Distribution of erythromycin esterase and rRNA methylase genes in members of the family Enterobacteriaceae highly resistant to erythromycin.

The distribution of nucleotide sequences related to ereA, ereB, and ermAM was studied by colony hybridization in 112 strains of members of the family Enterobacteriaceae that are highly resistant to erythromycin. The ereA and ereB genes encoding erythromycin esterases type I and II, respectively, were detected in strains inactivating the 14-membered macrolides erythromycin and oleandomycin. Because all 52 strains resisting these antibiotics by inactivation were detected by ereA (n = 23), ereB (n = 23), or both probes (n = 6), only two classes of genes accounted for this resistance phenotype.
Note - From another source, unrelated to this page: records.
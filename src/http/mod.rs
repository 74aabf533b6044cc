//! HTTP protocol handling subsystem.
//!
//! # Data Flow
//! ```text
//! TCP connection (listener handed over from the placeholder)
//!     → server.rs (request ID, tracing, response headers, recording)
//!     → routing::dispatch (validator chains)
//!     → handlers.rs (static data, file downloads, 404)
//!     → response.rs (rejections, content types)
//!     → Send to client
//! ```

pub mod handlers;
pub mod response;
pub mod server;

pub use handlers::{FileDownloadHandler, NotFoundHandler, StaticDataHandler};
pub use response::{Rejection, TRANSPARENT_GIF};
pub use server::{build_router, HttpServer, X_REQUEST_ID};
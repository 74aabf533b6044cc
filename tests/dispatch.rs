//! Request dispatch through the assembled route table, over real HTTP.

use std::path::Path;
use std::sync::atomic::{AtomicUsize, Ordering};
use std::sync::Arc;

use axum::http::StatusCode;
use axum::response::IntoResponse;
use bootstrapd::http::Rejection;
use bootstrapd::plugins::{Plugin, PluginInfo, StaticPluginRegistry};
use bootstrapd::routing::{
    handler_fn, AccessValidatorContributor, ContributorError, RouteContributor, RouteSpec,
};
use bootstrapd::security::{AccessValidator, Capability, Identity, PathCheck};

mod common;

const FULL_KEY: &str = "full-key";
const FILES_ONLY_KEY: &str = "files-only";

/// Contributes a duplicate route and a route whose access chain denies first.
struct Demo {
    path_calls: Arc<AtomicUsize>,
}

impl RouteContributor for Demo {
    fn routes(&self) -> Result<Vec<RouteSpec>, ContributorError> {
        let counter = self.path_calls.clone();
        Ok(vec![
            RouteSpec::get("/hello", handler_fn(|_| async { "first".into_response() })),
            RouteSpec::get("/hello", handler_fn(|_| async { "second".into_response() })),
            RouteSpec::get("/guarded", handler_fn(|_| async { "reached".into_response() }))
                .access(Arc::new(|_: &Identity| -> Result<(), Rejection> {
                    Err(Rejection::new(StatusCode::FORBIDDEN, "Denied"))
                }))
                .access(Arc::new(|_: &Identity| -> Result<(), Rejection> { Ok(()) }))
                .path(Arc::new(PathCheck::new(StatusCode::NOT_FOUND, move |_: &Path| {
                    counter.fetch_add(1, Ordering::SeqCst);
                    true
                }))),
        ])
    }
}

impl Plugin for Demo {
    fn routes(&self) -> Option<&dyn RouteContributor> {
        Some(self)
    }
}

/// Blocks every protected route for callers named "blocked".
struct Blocker;

impl AccessValidatorContributor for Blocker {
    fn access_validator(&self) -> Result<Arc<dyn AccessValidator>, ContributorError> {
        Ok(Arc::new(|identity: &Identity| -> Result<(), Rejection> {
            if identity.name() == Some("blocked") {
                Err(Rejection::new(StatusCode::FORBIDDEN, "Blocked"))
            } else {
                Ok(())
            }
        }))
    }
}

impl Plugin for Blocker {
    fn access_validator(&self) -> Option<&dyn AccessValidatorContributor> {
        Some(self)
    }
}

fn seed_folders(base: &Path) {
    let logs = base.join("logs");
    std::fs::create_dir_all(&logs).unwrap();
    std::fs::write(logs.join("serial.log"), "Recv: ok").unwrap();
    std::fs::write(logs.join(".secret.log"), "hidden").unwrap();
    std::fs::write(logs.join("notes.txt"), "not a log").unwrap();

    let timelapse = base.join("timelapse");
    std::fs::create_dir_all(&timelapse).unwrap();
    std::fs::write(base.join("escape.mp4"), "outside").unwrap();
    std::fs::create_dir_all(base.join("uploads")).unwrap();
    std::fs::write(base.join("escape.gcode"), "outside").unwrap();
}

async fn start(base: &Path, path_calls: Arc<AtomicUsize>) -> bootstrapd::lifecycle::RunningServer {
    seed_folders(base);
    let mut config = common::test_config(base);
    config.server.max_body_size = 16;
    config.access.api_keys = vec![
        common::api_key("admin", FULL_KEY, &[Capability::LoggingManage, Capability::TimelapseList]),
        common::api_key("uploader", FILES_ONLY_KEY, &[Capability::FilesDownload]),
        common::api_key("blocked", "blocked-key", &[Capability::LoggingManage]),
    ];

    let registry = StaticPluginRegistry::new()
        .with_plugin(PluginInfo::new("demo", Arc::new(Demo { path_calls })))
        .with_plugin(PluginInfo::new("blocker", Arc::new(Blocker)));
    common::start(config, Arc::new(registry)).await
}

#[tokio::test]
async fn access_chain_statuses() {
    let dir = tempfile::tempdir().unwrap();
    let server = start(dir.path(), Arc::default()).await;
    let client = common::client();
    let log = common::url(&server, "/downloads/logs/serial.log");

    let anonymous = client.get(&log).send().await.unwrap();
    assert_eq!(anonymous.status(), 401);

    let wrong_capability = client
        .get(&log)
        .header("x-api-key", FILES_ONLY_KEY)
        .send()
        .await
        .unwrap();
    assert_eq!(wrong_capability.status(), 403);

    let blocked = client
        .get(&log)
        .header("x-api-key", "blocked-key")
        .send()
        .await
        .unwrap();
    assert_eq!(blocked.status(), 403);

    let allowed = client
        .get(&log)
        .header("authorization", format!("Bearer {FULL_KEY}"))
        .send()
        .await
        .unwrap();
    assert_eq!(allowed.status(), 200);
    assert_eq!(allowed.text().await.unwrap(), "Recv: ok");

    server.shutdown().await;
}

#[tokio::test]
async fn path_chain_statuses() {
    let dir = tempfile::tempdir().unwrap();
    let server = start(dir.path(), Arc::default()).await;
    let client = common::client();

    let get = |path: &str| {
        client
            .get(common::url(&server, path))
            .header("x-api-key", FULL_KEY)
            .send()
    };

    assert_eq!(get("/downloads/logs/.secret.log").await.unwrap().status(), 404);
    assert_eq!(get("/downloads/logs/notes.txt").await.unwrap().status(), 404);
    assert_eq!(get("/downloads/logs/missing.log").await.unwrap().status(), 404);
    assert_eq!(get("/downloads/timelapse/..%2Fescape.mp4").await.unwrap().status(), 400);

    let escape = client
        .get(common::url(&server, "/downloads/files/local/..%2Fescape.gcode"))
        .header("x-api-key", FILES_ONLY_KEY)
        .send()
        .await
        .unwrap();
    assert_eq!(escape.status(), 404);
    assert_ne!(escape.text().await.unwrap(), "outside");

    server.shutdown().await;
}

#[tokio::test]
async fn access_deny_never_reaches_path_validators() {
    let dir = tempfile::tempdir().unwrap();
    let path_calls = Arc::new(AtomicUsize::new(0));
    let server = start(dir.path(), path_calls.clone()).await;

    let response = common::client()
        .get(common::url(&server, "/plugin/demo/guarded"))
        .send()
        .await
        .unwrap();
    assert_eq!(response.status(), 403);
    assert_eq!(path_calls.load(Ordering::SeqCst), 0);

    server.shutdown().await;
}

#[tokio::test]
async fn duplicate_registration_keeps_first_handler() {
    let dir = tempfile::tempdir().unwrap();
    let server = start(dir.path(), Arc::default()).await;

    let response = common::client()
        .get(common::url(&server, "/plugin/demo/hello"))
        .send()
        .await
        .unwrap();
    assert_eq!(response.text().await.unwrap(), "first");

    server.shutdown().await;
}

#[tokio::test]
async fn body_limits_and_methods() {
    let dir = tempfile::tempdir().unwrap();
    let server = start(dir.path(), Arc::default()).await;
    let client = common::client();
    let payload = "x".repeat(64);

    let too_large = client
        .post(common::url(&server, "/api/settings"))
        .body(payload.clone())
        .send()
        .await
        .unwrap();
    assert_eq!(too_large.status(), 413);

    // uploads have their own, larger limit; the fallback answers 404
    let upload = client
        .post(common::url(&server, "/api/files/local"))
        .body(payload)
        .send()
        .await
        .unwrap();
    assert_eq!(upload.status(), 404);

    let wrong_method = client
        .post(common::url(&server, "/downloads/logs/serial.log"))
        .header("x-api-key", FULL_KEY)
        .send()
        .await
        .unwrap();
    assert_eq!(wrong_method.status(), 405);

    server.shutdown().await;
}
The ermAM gene encoding a streptococcal rRNA methylase was detected in 21 strains of Escherichia coli and two strains of Klebsiella spp. Determination of the MICs of macrolide, lincosamide, and streptogramin (MLS) antibiotics demonstrated a correlation between hybridization with ermAM and the so-called MLS resistance phenotype. The presence of 11 strains coresistant to MLS antibiotics that did not hybridize to the ermAM probe suggests that, as in gram-positive organisms, MLS resistance in members of the family Enterobacteriaceae involves more than one class of rRNA methylase. Numerous strains (n = 18) were found to produce both an erythromycin esterase type II and an rRNA methylase. Physical linkage between ereB and ermAM may be responsible for the codissemination of the genes. Despite their exogenous origin, ereB and ermAM are already disseminated in various genera of the Enterobacteriaceae.